Many husbands do not support their wives when it comes to arguments and rows with his own family. Leaving the wife most vulnerable and turning to divorce as the answer. But this is changing gradually with education playing a strong role.
The trend of Indian married couples living by themselves is helping reduce the tensions but it is not stopping certain husbands asking for more dowry demands or expecting a wife to do as told. Resulting in divorces even in rural parts of India.
However, it is not just the wife’s in-laws causing issues. There are many cases of persistent interference from the wife’s parents into the marriage. Causing conflict, misunderstandings and added pressure for the husband. Parental involvement in the affairs of husband and wife can cause major issues and even lead to divorce.
Deepak Saini, aged 31, says:
“I was married to my wife for 12 years before I divorced. The reason, her parents. They were wealthy and at first, I thought they were trying to help but then it became more clear they were constantly trying to make me feel lower and not good enough. Even my wife joined in.
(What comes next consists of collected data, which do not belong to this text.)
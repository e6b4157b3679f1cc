//! A closed network driven by a listener: every job that leaves the server
//! thinks for a while and comes back.

use std::cell::RefCell;
use std::rc::Rc;

use qnet::prelude::*;
use qnet::queues::JobRef;

struct ThinkTime {
    queue: QueueId,
    think: f64,
    departures: Rc<RefCell<Vec<(f64, JobId)>>>,
}

impl QueueListener for ThinkTime {
    fn notify(&mut self, notification: &QueueNotification, events: &mut EventList<Simulation>) {
        for event in &notification.events {
            if let QueueEvent::Departure(JobRef { id, .. }) = event {
                self.departures
                    .borrow_mut()
                    .push((notification.time.as_f64(), *id));
                let (queue, job) = (self.queue, *id);
                let back = notification.time + self.think;
                events
                    .schedule(back, move |sim: &mut Simulation| {
                        sim.arrive(queue, job, back)?;
                        Ok(())
                    })
                    .unwrap();
            }
        }
    }
}

fn closed_loop(population: usize) -> (Simulation, QueueId, Rc<RefCell<Vec<(f64, JobId)>>>) {
    let mut sim = Simulation::default();
    let server = sim.add_queue("server", Discipline::fcfs()).unwrap();
    let departures = Rc::new(RefCell::new(Vec::new()));
    sim.add_listener(
        server,
        Box::new(ThinkTime {
            queue: server,
            think: 3.0,
            departures: departures.clone(),
        }),
    )
    .unwrap();
    for i in 0..population {
        let job = sim.add_job(Job::new(format!("user-{i}")).with_service_time(1.0));
        sim.arrive(server, job, SimTime::zero()).unwrap();
    }
    (sim, server, departures)
}

#[test]
fn listeners_can_keep_a_closed_network_going() {
    let (mut sim, server, departures) = closed_loop(2);
    Executor::timed(SimTime::new(10.0)).execute(&mut sim).unwrap();

    // user-0 cycles every 4 time units, user-1 one unit behind it.
    let times: Vec<f64> = departures.borrow().iter().map(|(time, _)| *time).collect();
    assert_eq!(times, vec![1.0, 2.0, 5.0, 6.0, 9.0, 10.0]);
    assert_eq!(sim.time(), SimTime::new(10.0));
    assert_eq!(sim.number_of_jobs(server).unwrap(), 0);
    assert!(!sim.events().is_empty());
}

#[test]
fn population_is_conserved_on_every_step() {
    let (mut sim, server, departures) = closed_loop(5);
    Executor::steps(200)
        .side_effect(|sim: &Simulation| {
            let core = sim.queue(server).unwrap();
            // One pending departure per job in service, one pending return per thinking job.
            let thinking = sim.events().len() - core.jobs_executing().len();
            assert_eq!(core.number_of_jobs() + thinking, 5);
        })
        .execute(&mut sim)
        .unwrap();
    assert!(departures.borrow().len() > 50);
}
So, I filed for divorce with joint-custody for our children, which they would not agree to but had to.”
There are also cases of wives who have played the victim card or manipulative mind-games or not tried to have a relationship with their in-laws, which have gradually destroyed the dynamics a perfectly happy family which did treat her well. So, it is not always the in-laws.
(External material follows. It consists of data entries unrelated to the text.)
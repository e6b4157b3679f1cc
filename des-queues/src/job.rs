//! Jobs and their per-visit bookkeeping

use des_core::{EventId, SimEntity, SimTime};
use serde::{Deserialize, Serialize};
use std::collections::HashMap;
use std::fmt;

use crate::queue::QueueId;

/// Handle to a job owned by a [`Simulation`](crate::Simulation).
#[derive(Debug, Clone, Copy, PartialEq, Eq, Hash, PartialOrd, Ord, Serialize, Deserialize)]
pub struct JobId(pub u64);

impl fmt::Display for JobId {
    fn fmt(&self, f: &mut fmt::Formatter<'_>) -> fmt::Result {
        write!(f, "Job({})", self.0)
    }
}

/// The job a notification is about, as seen by listeners.
#[derive(Debug, Clone, PartialEq, Eq, Serialize, Deserialize)]
pub struct JobRef {
    pub id: JobId,
    pub name: String,
}

impl fmt::Display for JobRef {
    fn fmt(&self, f: &mut fmt::Formatter<'_>) -> fmt::Result {
        write!(f, "{}[{}]", self.name, self.id.0)
    }
}

/// A unit of work that visits queues.
///
/// A job is in at most one queue at a time. The service time it requests may
/// differ per queue; queues without an explicit entry use the default.
#[derive(Debug, Clone)]
pub struct Job {
    name: String,
    default_service_time: f64,
    service_times: HashMap<QueueId, f64>,
    queue: Option<QueueId>,
    delegate_for: Option<JobId>,
    last_update: SimTime,
    pub(crate) visit: Option<Visit>,
}

impl Job {
    pub fn new(name: impl Into<String>) -> Self {
        Self {
            name: name.into(),
            default_service_time: 0.0,
            service_times: HashMap::new(),
            queue: None,
            delegate_for: None,
            last_update: SimTime::zero(),
            visit: None,
        }
    }

    /// Sets the service time requested at every queue without an explicit entry.
    pub fn with_service_time(mut self, service_time: f64) -> Self {
        self.default_service_time = service_time;
        self
    }

    /// Sets the service time requested at one particular queue.
    pub fn with_service_time_at(mut self, queue: QueueId, service_time: f64) -> Self {
        self.service_times.insert(queue, service_time);
        self
    }

    pub fn set_service_time_at(&mut self, queue: QueueId, service_time: f64) {
        self.service_times.insert(queue, service_time);
    }

    /// Copy of this job's service requirements under a new identity.
    pub fn duplicate(&self, name: impl Into<String>) -> Self {
        Self {
            name: name.into(),
            default_service_time: self.default_service_time,
            service_times: self.service_times.clone(),
            ..Self::new("")
        }
    }

    pub fn default_service_time(&self) -> f64 {
        self.default_service_time
    }

    /// Service time this job requests at `queue`.
    pub fn service_time(&self, queue: QueueId) -> f64 {
        self.service_times
            .get(&queue)
            .copied()
            .unwrap_or(self.default_service_time)
    }

    /// The queue currently holding this job.
    pub fn queue(&self) -> Option<QueueId> {
        self.queue
    }

    /// The real job this job stands in for, if it was created by a composite queue.
    pub fn delegate_for(&self) -> Option<JobId> {
        self.delegate_for
    }

    pub fn arrival_time(&self) -> Option<SimTime> {
        self.visit.as_ref().map(|v| v.arrival_time)
    }

    pub fn start_time(&self) -> Option<SimTime> {
        self.visit.as_ref().and_then(|v| v.start_time)
    }

    pub fn is_started(&self) -> bool {
        self.start_time().is_some()
    }

    /// Service received during the current visit, as of the last update of its queue.
    pub fn service_received(&self) -> f64 {
        self.visit.as_ref().map_or(0.0, |v| v.service_received)
    }

    /// Service still owed during the current visit.
    pub fn remaining_service(&self) -> Option<f64> {
        self.visit
            .as_ref()
            .map(|v| (v.service_required - v.service_received).max(0.0))
    }

    pub(crate) fn attach(&mut self, visit: Visit) {
        self.queue = Some(visit.queue);
        self.last_update = visit.arrival_time;
        self.visit = Some(visit);
    }

    /// Leaves the current queue, returning the pending departure event if any.
    pub(crate) fn detach(&mut self, time: SimTime) -> Option<EventId> {
        self.queue = None;
        self.last_update = time;
        self.visit.take().and_then(|v| v.departure_event)
    }

    /// Undoes an [`attach`](Job::attach) that never became visible.
    pub(crate) fn abandon_visit(&mut self, last_update: SimTime) {
        self.queue = None;
        self.last_update = last_update;
        self.visit = None;
    }

    pub(crate) fn mark_delegate_for(&mut self, real: JobId) {
        self.delegate_for = Some(real);
    }

    pub(crate) fn visit_mut(&mut self) -> Option<&mut Visit> {
        self.visit.as_mut()
    }
}

impl SimEntity for Job {
    fn name(&self) -> &str {
        &self.name
    }

    fn last_update_time(&self) -> SimTime {
        self.last_update
    }
}

/// State of one job inside one queue.
#[derive(Debug, Clone)]
pub(crate) struct Visit {
    pub queue: QueueId,
    pub arrival_time: SimTime,
    /// Arrival order within the queue.
    pub arrival_seq: u64,
    pub start_time: Option<SimTime>,
    pub service_required: f64,
    pub service_received: f64,
    pub departure_event: Option<EventId>,
}

impl Visit {
    pub fn new(queue: QueueId, arrival_time: SimTime, arrival_seq: u64, service_required: f64) -> Self {
        Self {
            queue,
            arrival_time,
            arrival_seq,
            start_time: None,
            service_required,
            service_received: 0.0,
            departure_event: None,
        }
    }

    pub fn remaining(&self) -> f64 {
        (self.service_required - self.service_received).max(0.0)
    }
}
Sham Marriages and Misuse of Law
Whilst most Indian marriages are for the right reasons, there are others which are for the wrong reasons.
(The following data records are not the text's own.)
//! Delegate jobs
//!
//! A composite never puts a real job into a sub-queue. It creates a delegate
//! that travels the sub-queues instead, and translates what happens to the
//! delegate back into notifications about the real job.

use des_core::{SimEntity, SimTime};

use crate::job::Job;
use crate::queue::QueueId;

pub trait DelegateJobFactory {
    fn new_instance(&mut self, time: SimTime, real_job: &Job, composite: QueueId) -> Job;
}

/// Delegate with the same name and the same per-queue service times as the real job.
#[derive(Debug, Clone, Copy, Default)]
pub struct DefaultDelegateJobFactory;

impl DelegateJobFactory for DefaultDelegateJobFactory {
    fn new_instance(&mut self, _time: SimTime, real_job: &Job, _composite: QueueId) -> Job {
        real_job.duplicate(real_job.name())
    }
}

/// Delegate requesting, at any queue, the service time the real job requests
/// at the composite.
#[derive(Debug, Clone, Copy, Default)]
pub struct EncapsulatorDelegateJobFactory;

impl DelegateJobFactory for EncapsulatorDelegateJobFactory {
    fn new_instance(&mut self, _time: SimTime, real_job: &Job, composite: QueueId) -> Job {
        Job::new(real_job.name()).with_service_time(real_job.service_time(composite))
    }
}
Sham marriages are where marriages are arranged between parties for a purpose other than to really spend a life together. These include marrying another for money, marrying to stay in a foreign country and also marriages of convenience, where the two people are from the LGBT community.
These kinds of marriages can end up in divorce in India once they are found out or declared void.
Then there is the recent rise in the misuse of Indian law, the IPC (Indian Penal Code) 498-A. This is where Indian women are using the law in their favour to divorce easily by approaching the police, media or women’s support group and filing a complaint against the husband and in-laws.
False cases of dowry demands, abuse, harassment and domestic violence are used by women and their families to exit marriages with a divorce in their favour.
Manoj Tiwari, aged 29, says:
“After an arranged marriage of a year, my wife started to argue and get me angry. One night she called the cops on me and said I was hitting her which I never did. She got me arrested on false charges. She played all the drama in front of them. The marriage ended in divorce and she got everything in her favour. She then left town.”
There have been many examples like this where Indian women are marrying intentionally for their own betterment by financially gaining out of divorces. Also, these women have boyfriends or lovers in other towns with whom they plot and scheme such marriages. It is especially the case with those marrying abroad.
These are only seven prominent reasons causing divorce in India. There are many more issues facing Indian couples that are leading to a continual rise in divorce.
In a country where divorce is still not as high as other nations around the world, it is growing and it is changing the landscape of Indian marriage and society compared to the past.
Leading to more understanding required for divorcees, especially women and support for children who are from broken families, because divorce can impact them most. Therefore, divorce laws in India for child custody are becoming more important.
Divorce in India will need tolerance in the country as it adjusts to new ways of life. Potentially, it could result in happier people escaping bad marriages, which were once seen as a way of life.